American actress (1904–1949)

Elizabeth Jane May (June 22, 1904 – November 13, 1949), was an actress during the silent film era in America.

==Biography==

Born on June 22, 1904, in Cripple Creek, Colorado, May worked in cinema from the early 1920s until 1936, appearing in at least sixteen films.

May made her first appearance for Century Comedy (also known as Century Comedies), a production company founded by Abe and Julius Stern. She was signed to a long-term contract by Julius Stern in 1922. She was described in trade publications at the time as "the Century beauty" who was cast in ingenue roles but who "shows the ability to do more ambitious roles".

Her debut was in the 1922 film Upper and Lower, a comedy directed by Alf Goulding. With Century Comedy Films, she appeared in several film with Lee Moran as the lead, as well as several starring "Queenie The Human Horse". By 1923, she had been contracted by Principal Pictures Corporations.

After 1931, May tended to only appear in small, often un-credited, roles. In 1937 she was interviewed by the San Bernardino Sun for an article about breaking into acting in Hollywood, where she mentions she is studying voice and diction in hopes of getting more roles.

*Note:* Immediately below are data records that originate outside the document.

/// Extract a shift amount: the magnitude and whether it was negative
fn shift_amount(rhs: &IVal, rhs_kind: TypeKind) -> Result<(u64, bool), Fault> {
    let (value, negative) = match (rhs_kind, rhs) {
        (TypeKind::Int8, IVal::Int8(v)) => (v.unsigned_abs() as u64, *v < 0),
        (TypeKind::Int16, IVal::Int16(v)) => (v.unsigned_abs() as u64, *v < 0),
        (TypeKind::Int32, IVal::Int32(v)) => (v.unsigned_abs() as u64, *v < 0),
        (TypeKind::Int64, IVal::Int64(v)) => (v.unsigned_abs(), *v < 0),
        (TypeKind::IntNat, IVal::IntNat(v)) => (v.unsigned_abs() as u64, *v < 0),
        (TypeKind::UInt8, IVal::UInt8(v)) => (*v as u64, false),
        (TypeKind::UInt16, IVal::UInt16(v)) => (*v as u64, false),
        (TypeKind::UInt32, IVal::UInt32(v)) => (*v as u64, false),
        (TypeKind::UInt64, IVal::UInt64(v)) => (*v, false),
        (TypeKind::UIntNat, IVal::UIntNat(v)) => (*v as u64, false),
        _ => {
            return Err(Fault::StackType {
                expected: "integer shift amount",
                found: rhs.kind_name(),
            })
        }
    };
    Ok((value, negative))
}

macro_rules! float_binop {
    ($fname:ident, $variant:ident, $ty:ty) => {
        impl<'a> Interpreter<'a> {
            fn $fname(&mut self, op: OpCode) -> Result<bool, Fault> {
                use OpCode::*;
                let pop = |interp: &mut Self| -> Result<$ty, Fault> {
                    match interp.pop_val()? {
                        IVal::$variant(v) => Ok(v),
                        other => Err(Fault::StackType {
                            expected: stringify!($variant),
                            found: other.kind_name(),
                        }),
                    }
                };
                match op {
                    UnNeg => {
                        let a = pop(self)?;
                        self.stack.push(IVal::$variant(-a));
                        return Ok(false);
                    }
                    BinExp => {
                        // the exponent may be an Int64 even for float bases
                        let rhs = self.pop_val()?;
                        let a = pop(self)?;
                        let e = match rhs {
                            IVal::$variant(e) => e as f64,
                            IVal::Int64(e) => e as f64,
                            other => {
                                return Err(Fault::StackType {
                                    expected: "float or Int64 exponent",
                                    found: other.kind_name(),
                                })
                            }
                        };
                        self.stack.push(IVal::$variant(((a as f64).powf(e)) as $ty));
                        return Ok(false);
                    }
                    _ => {}
                }
                let b = pop(self)?;
                let a = pop(self)?;
                match op {
                    BinAdd => self.stack.push(IVal::$variant(a + b)),
                    BinSub => self.stack.push(IVal::$variant(a - b)),
                    BinMul => self.stack.push(IVal::$variant(a * b)),
                    // float ops never check; NaN/Inf propagate
                    BinDiv => self.stack.push(IVal::$variant(a / b)),
                    BinMod => self.stack.push(IVal::$variant(a % b)),
                    BinEqual => self.stack.push(IVal::Bool(a == b)),
                    BinNoteq => self.stack.push(IVal::Bool(a != b)),
                    BinLt => self.stack.push(IVal::Bool(a < b)),
                    BinGt => self.stack.push(IVal::Bool(a > b)),
                    BinLe => self.stack.push(IVal::Bool(a <= b)),
                    BinGe => self.stack.push(IVal::Bool(a >= b)),
                    _ => return Err(Fault::UnsupportedOp(op.name())),
                }
                Ok(false)
            }
        }
    };
}

float_binop!(bin_float16, Float16, f32);
float_binop!(bin_float32, Float32, f32);
float_binop!(bin_float64, Float64, f64);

She died in Los Angeles on November 13, 1949, aged 45, in Los Angeles.

==Filmography==

- Upper and Lower (1922)
- Ten Seconds (1922)
- True Blue (1922 film) (1922)
- Me and My Mule (1922)
- The American Plan (film) (1923)
- The Home Plate (1923)
- Game Hunters (1923)
- East Side - West Side (1923)
- Love on the Rio Grande (1925)
- Flaming Fury (1926)
- Night Nurse (1931)
- Sisters Under the Skin (1934)
- Whom the Gods Destroy (1934)
- Broadway Bill (1934)
- Love Me Forever (1935)
- The Case of the Missing Man (1935)
- Dangerous Intrigue (1936)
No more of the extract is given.